Depuis 30 ans, Docta embellit nos villes grâce au dynamisme de son art. Pionnier du graffiti au Sénégal, l’homme est, aujourd’hui, l’une des figures les plus emblématiques de cette discipline. En plus d’être artiste, le graffeur est aussi un activiste très engagé dans la sensibilisation de ses concitoyens. L’Institut français de Dakar célèbre les trente ans de la trajectoire artistique d’Amadou Lamine Ngom à l’état civil, à travers une exposition rétrospective intitulée  Bitti Biir Ê (Extérioriser l’intérieur) à découvrir jusqu’au 31 août à la galerie Le Manège.

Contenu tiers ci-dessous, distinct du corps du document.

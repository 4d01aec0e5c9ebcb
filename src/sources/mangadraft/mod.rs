//! MangaDraft (`mangadraft.com`), a French webcomic platform.
//!
//! Project state lives in a `window.project_data` object on the summary and
//! reader pages; search, catalog and page listings come from a small JSON API.
//!
//! # Request Flow
//!
//! - Details and chapters: `/manga/{id}/summary`, embedded project data
//! - Chapter pages: `/reader/{id}/c.{chapter}` for the first page id, then
//!   `/api/reader/listPages?first_page={page}`
//! - Search: `/api/search/autocomplete` for titles, `/api/catalog/projects`
//!   for a tag
//! - Homepage: three fixed `/api/catalog/projects` queries
//!
//! Calls within an operation are sequential; each waits for the previous one.

use async_trait::async_trait;

use crate::{
    config::{BASE_DOMAIN, SourceConfig},
    error::{EmbeddedDataIssue, Error, Result},
    net::{
        HttpClient, Request, Transport,
        json::{PROJECT_DATA_VAR, extract_project_data, parse_response},
        validate_response,
    },
    source::Source,
    types::{
        BadgeColor, Chapter, ChapterDetails, ContentRating, HomeSection, HomeSectionKind,
        PagedResults, SearchRequest, SourceInfo, SourceIntent, SourceManga, SourceTag,
    },
};

pub mod builders;
pub mod models;

use models::{ListPagesResponse, ProjectData, ProjectListResponse, ReaderData};

pub const SOURCE_ID: &str = "mangadraft";

pub static SOURCE_INFO: SourceInfo = SourceInfo {
    version: "1.0.2",
    name: "MangaDraft",
    description: "Extension that pulls manga from MangaDraft.",
    author: "Seize",
    author_website: "http://github.com/seizefire",
    icon: "icon.png",
    content_rating: ContentRating::Everyone,
    website_base_url: BASE_DOMAIN,
    source_tags: &[SourceTag {
        text: "French",
        color: BadgeColor::Grey,
    }],
    intents: &[SourceIntent::MangaChapters, SourceIntent::HomepageSections],
};

/// Results per page of a tag search.
const TAG_SEARCH_PAGE_SIZE: u32 = 16;

/// Homepage sections as (name, catalog query, layout), in display order.
pub const HOME_SECTIONS: [(&str, &str, HomeSectionKind); 3] = [
    (
        "Trending",
        "order=trending&number=12&thumbnail=true&section=indepolis",
        HomeSectionKind::Featured,
    ),
    (
        "Indepolis",
        "order=news&number=12&thumbnail=true&section=indepolis",
        HomeSectionKind::SingleRowNormal,
    ),
    (
        "Neoville",
        "order=news&number=12&thumbnail=true&section=neoville",
        HomeSectionKind::SingleRowNormal,
    ),
];

/// MangaDraft source, generic over the transport that carries its requests.
///
/// # Examples
///
/// ```rust
/// use mangadraft::prelude::*;
///
/// let source = MangaDraftSource::new();
/// assert_eq!(source.id(), "mangadraft");
/// assert_eq!(
///     source.get_manga_share_url("les-chroniques"),
///     "https://mangadraft.com/manga/les-chroniques"
/// );
/// ```
pub struct MangaDraftSource<T = HttpClient> {
    transport: T,
    base_url: String,
}

impl MangaDraftSource<HttpClient> {
    /// Creates a source with the default configuration.
    pub fn new() -> Self {
        Self {
            transport: HttpClient::new(SOURCE_ID),
            base_url: BASE_DOMAIN.to_string(),
        }
    }

    /// Creates a source honoring every field of `config`.
    pub fn from_config(config: &SourceConfig) -> Result<Self> {
        Ok(Self {
            transport: HttpClient::from_config(SOURCE_ID, config)?,
            base_url: config.base_url.trim_end_matches('/').to_string(),
        })
    }
}

impl Default for MangaDraftSource<HttpClient> {
    fn default() -> Self {
        Self::new()
    }
}

impl<T: Transport> MangaDraftSource<T> {
    /// Creates a source that sends its requests through `transport`.
    pub fn with_transport(transport: T, base_url: impl Into<String>) -> Self {
        Self {
            transport,
            base_url: base_url.into().trim_end_matches('/').to_string(),
        }
    }

    pub fn transport(&self) -> &T {
        &self.transport
    }

    /// Fetches a summary page and extracts its project data.
    async fn load_summary_data(&self, manga_id: &str, operation: &str) -> Result<ProjectData> {
        let purpose = format!("Loading summary page of id \"{}\" - {}", manga_id, operation);
        let url = format!("{}/manga/{}/summary", self.base_url, manga_id);

        let response = self.transport.fetch(Request::get(url)).await?;
        let body = validate_response(response, &purpose)?;
        extract_project_data(&body, &purpose)
    }

    async fn load_section(
        &self,
        name: &str,
        query: &str,
        kind: HomeSectionKind,
    ) -> Result<HomeSection> {
        let purpose = format!("Retrieving {} section - get_home_page_sections", name);
        let url = format!("{}/api/catalog/projects?{}", self.base_url, query);

        let response = self
            .transport
            .fetch(Request::get(url).with_referer(self.base_url.as_str()))
            .await?;
        let data: ProjectListResponse = parse_response(response, &purpose)?;

        Ok(builders::build_home_section(name, kind, data.data))
    }
}

fn embedded_error(purpose: &str) -> impl FnOnce(EmbeddedDataIssue) -> Error + '_ {
    move |issue| {
        let error = Error::embedded(PROJECT_DATA_VAR, purpose, issue);
        tracing::error!("{}", error);
        error
    }
}

#[async_trait]
impl<T: Transport> Source for MangaDraftSource<T> {
    fn id(&self) -> &'static str {
        SOURCE_ID
    }

    fn info(&self) -> &'static SourceInfo {
        &SOURCE_INFO
    }

    fn base_url(&self) -> &str {
        &self.base_url
    }

    async fn get_manga_details(&self, manga_id: &str) -> Result<SourceManga> {
        let data = self.load_summary_data(manga_id, "get_manga_details").await?;
        let purpose = format!("Building details of id \"{}\" - get_manga_details", manga_id);

        builders::build_manga_details(manga_id, &data).map_err(embedded_error(&purpose))
    }

    async fn get_chapters(&self, manga_id: &str) -> Result<Vec<Chapter>> {
        let data = self.load_summary_data(manga_id, "get_chapters").await?;
        let purpose = format!("Building chapters of id \"{}\" - get_chapters", manga_id);

        let chapters = builders::build_chapters(&data).map_err(embedded_error(&purpose))?;
        tracing::debug!(manga_id, chapters = chapters.len(), "built chapter list");
        Ok(chapters)
    }

    async fn get_chapter_details(
        &self,
        manga_id: &str,
        chapter_id: &str,
    ) -> Result<ChapterDetails> {
        let context = format!("mid \"{}\" cid \"{}\"", manga_id, chapter_id);
        let chapter_num: i64 = chapter_id.parse().map_err(|_| {
            Error::parse(format!(
                "Chapter id is not numeric [{} - get_chapter_details]",
                context
            ))
        })?;

        let purpose = format!("Loading reader page of {} - get_chapter_details", context);
        let reader_url = format!("{}/reader/{}/c.{}", self.base_url, manga_id, chapter_id);
        let response = self.transport.fetch(Request::get(reader_url.as_str())).await?;
        let body = validate_response(response, &purpose)?;
        let reader: ReaderData = extract_project_data(&body, &purpose)?;

        let purpose = format!("Loading extra pages for {} - get_chapter_details", context);
        let pages_url = format!(
            "{}/api/reader/listPages?first_page={}",
            self.base_url, reader.first_page.id
        );
        let response = self
            .transport
            .fetch(Request::get(pages_url).with_referer(reader_url))
            .await?;
        let listing: ListPagesResponse = parse_response(response, &purpose)?;

        Ok(builders::build_chapter_details(
            manga_id,
            chapter_id,
            chapter_num,
            listing,
        ))
    }

    async fn get_search_results(&self, request: SearchRequest) -> Result<PagedResults> {
        let purpose = "Retrieving search results - get_search_results";

        // Title and tag filters cannot be combined upstream, and only one tag is honored.
        let fetch = if let Some(title) = request.title.as_deref().filter(|t| !t.is_empty()) {
            Request::get(format!(
                "{}/api/search/autocomplete?value={}",
                self.base_url,
                urlencoding::encode(title)
            ))
            .with_referer(self.base_url.as_str())
        } else if let Some(tag) = request.included_tags.first() {
            if request.included_tags.len() > 1 {
                tracing::debug!(
                    ignored = request.included_tags.len() - 1,
                    "only the first tag is used for search"
                );
            }
            Request::get(format!(
                "{}/api/catalog/projects?number={}&page=0&order=views&genre={}",
                self.base_url,
                TAG_SEARCH_PAGE_SIZE,
                urlencoding::encode(&tag.id)
            ))
            .with_referer(format!("{}/catalog/comics/all", self.base_url))
        } else {
            return Err(Error::UnsupportedRequest(serde_json::to_string(&request)?));
        };

        let response = self.transport.fetch(fetch).await?;
        let data: ProjectListResponse = parse_response(response, purpose)?;
        Ok(builders::build_search_results(data.data))
    }

    async fn get_home_page_sections(&self) -> Result<Vec<HomeSection>> {
        let mut sections = Vec::with_capacity(HOME_SECTIONS.len());
        for (name, query, kind) in HOME_SECTIONS {
            sections.push(self.load_section(name, query, kind).await?);
        }
        Ok(sections)
    }
}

Dans la cour pavée de la Galerie Le Manège, Docta a les airs d’une star de reggae. Avec ses dreadlocks bien enveloppés dans une sorte de turban noir, baskets de même couleur, vêtu d’un grand boubou au couleur bleu nuit, il fait, sans arrêt, les dizaines de pas séparant la salle d’exposition de l’enceinte de l’édifice. En attendant le vernissage de son exposition « Bitti Biir » (Extérioriser l’intérieur), qui célèbre ses 30 ans de création, l’artiste essaye tant bien que mal de noyer le stress découlant des jours et nuits qu’il a passés pour monter ce travail que le public piaffe d’impatience de découvrir.

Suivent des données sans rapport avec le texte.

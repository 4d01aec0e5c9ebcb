use mangadraft::error::EmbeddedDataIssue;
use mangadraft::prelude::*;
use mangadraft::sources::mangadraft::{HOME_SECTIONS, SOURCE_INFO};
use mangadraft::types::{SearchRequestBuilder, SourceIntent};
use mangadraft::Error;

mod common;
use common::{genres, page_with_project_data, project_data, tome_summary};

#[cfg(test)]
mod tests {
    use super::*;
    use mangadraft::net::json::extract_project_data;
    use serde_json::Value;

    #[test]
    fn test_search_request_builder() {
        let request = SearchRequestBuilder::default()
            .title("dragon".to_string())
            .build()
            .unwrap();

        assert_eq!(request.title.as_deref(), Some("dragon"));
        assert!(request.included_tags.is_empty());

        let request = SearchRequestBuilder::default()
            .included_tags(vec![Tag::new("aventure", "Aventure")])
            .build()
            .unwrap();
        assert!(request.title.is_none());
        assert_eq!(request.included_tags.len(), 1);
    }

    #[test]
    fn test_search_request_from_str() {
        let request: SearchRequest = "les chroniques".into();
        assert_eq!(request.title.as_deref(), Some("les chroniques"));
        assert!(request.included_tags.is_empty());
    }

    #[test]
    fn test_source_info() {
        assert_eq!(SOURCE_INFO.name, "MangaDraft");
        assert_eq!(SOURCE_INFO.website_base_url, "https://mangadraft.com");
        assert_eq!(SOURCE_INFO.source_tags[0].text, "French");
        assert!(SOURCE_INFO.has_intent(SourceIntent::MangaChapters));
        assert!(SOURCE_INFO.has_intent(SourceIntent::HomepageSections));
        assert!(!SOURCE_INFO.has_intent(SourceIntent::CloudflareBypassRequired));

        let source = MangaDraftSource::new();
        assert_eq!(source.id(), "mangadraft");
        assert_eq!(source.name(), "MangaDraft");
        assert!(source.base_url().starts_with("https://"));
    }

    #[test]
    fn test_home_section_table() {
        let names: Vec<&str> = HOME_SECTIONS.iter().map(|(name, _, _)| *name).collect();
        assert_eq!(names, vec!["Trending", "Indepolis", "Neoville"]);
        assert!(HOME_SECTIONS.iter().all(|(_, query, _)| query.contains("number=12")));
    }

    #[test]
    fn test_source_from_config() {
        let config = SourceConfig::default()
            .with_base_url("http://localhost:9000/")
            .with_max_retries(1);
        let source = MangaDraftSource::from_config(&config).unwrap();

        assert_eq!(source.base_url(), "http://localhost:9000");
        assert_eq!(source.transport().max_retries(), 1);
    }

    #[test]
    fn test_status_display() {
        assert_eq!(MangaStatus::Ongoing.to_string(), "Ongoing");
        assert_eq!(MangaStatus::OnHiatus.to_string(), "On Hiatus");
    }

    #[test]
    fn test_embedded_round_trip_on_full_page() {
        let data = project_data(tome_summary(), genres());
        let page = page_with_project_data(&data);

        let extracted: Value = extract_project_data(&page, "round trip").unwrap();
        assert_eq!(extracted, data);
    }

    #[test]
    fn test_embedded_error_messages_carry_purpose() {
        let purpose = "Loading summary page of id \"x\" - get_chapters";
        let error = extract_project_data::<Value>("<html></html>", purpose).unwrap_err();

        assert!(error.to_string().contains(purpose));
        assert_eq!(error.purpose(), Some(purpose));
        assert!(matches!(
            error,
            Error::MalformedEmbeddedData {
                issue: EmbeddedDataIssue::DeclarationNotFound,
                ..
            }
        ));
    }

    #[test]
    fn test_chapter_serializes_for_host() {
        let chapter = Chapter {
            id: "301".to_string(),
            number: 1,
            volume: Some(1),
            name: "Prologue".to_string(),
            time: None,
            lang_code: Some("fr".to_string()),
        };

        let value = serde_json::to_value(&chapter).unwrap();
        assert_eq!(value["id"], "301");
        assert_eq!(value["volume"], 1);
        assert_eq!(value["lang_code"], "fr");
    }
}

PROMOTION DES CULTURES URBAINES
Depuis 30 ans, Amadou Lamine Ngom à l’état civil s’est consacré au « street art », pour ne pas dire l’art de rue. A force d’abnégation, il est devenu, aujourd’hui, l’un des graffeurs les plus emblématiques du continent. Docta peint les murs et embellit les quartiers et les rues de son pays. Le message de son art, à travers les couleurs et les formes, est une invitation à la conscience citoyenne, au respect des valeurs, une sensibilisation aux enjeux environnementaux… En célébrant, l’homme, l’Institut français Léopold Sédar Senghor de Dakar a voulu rendre hommage à un pionnier du graffiti dont l’art inonde les rues et remplit les âmes, souvent stressées, de splendeur. Le travail de Docta parle un langage simpliste, ordinaire et accessible même aux profanes. Il s’adresse aux passants et aux sans domicile fixe (Sdf). Avec des messages parfois universels fixés soit à partir d’une toile de jute, soit sur des murs d’édifices publics, les fresques de celui qui a contribué « à l’émergence d’une école africaine de graffiti en créant plusieurs festivals et événements sur le continent », véhiculent une énergie positive en embellissant les murs et les corps. Cette exposition est le reflet d’une partie de sa riche expérience partagée entre ses voyages et ses rencontres. Ceux-ci lui ont permis de façonner l’artiste qu’il est devenu au fil des années. « En trente ans de carrière, j’ai beaucoup appris au cours de mes voyages et des gens que j’ai rencontrés. Ces personnes m’ont fait grandir et comprendre que la vie peut atteindre un niveau extraordinaire par le travail, le partage et la sagesse », soutient-il. C’est à force de côtoyer son monde qu’il a appris à démystifier beaucoup de choses. « Bitti Biir » replonge en partie « dans le long parcours du graffeur dans la promotion de l’art visuel et des cultures urbaines, du graffiti des rues de la Médina, de la banlieue et des villes sénégalaises ».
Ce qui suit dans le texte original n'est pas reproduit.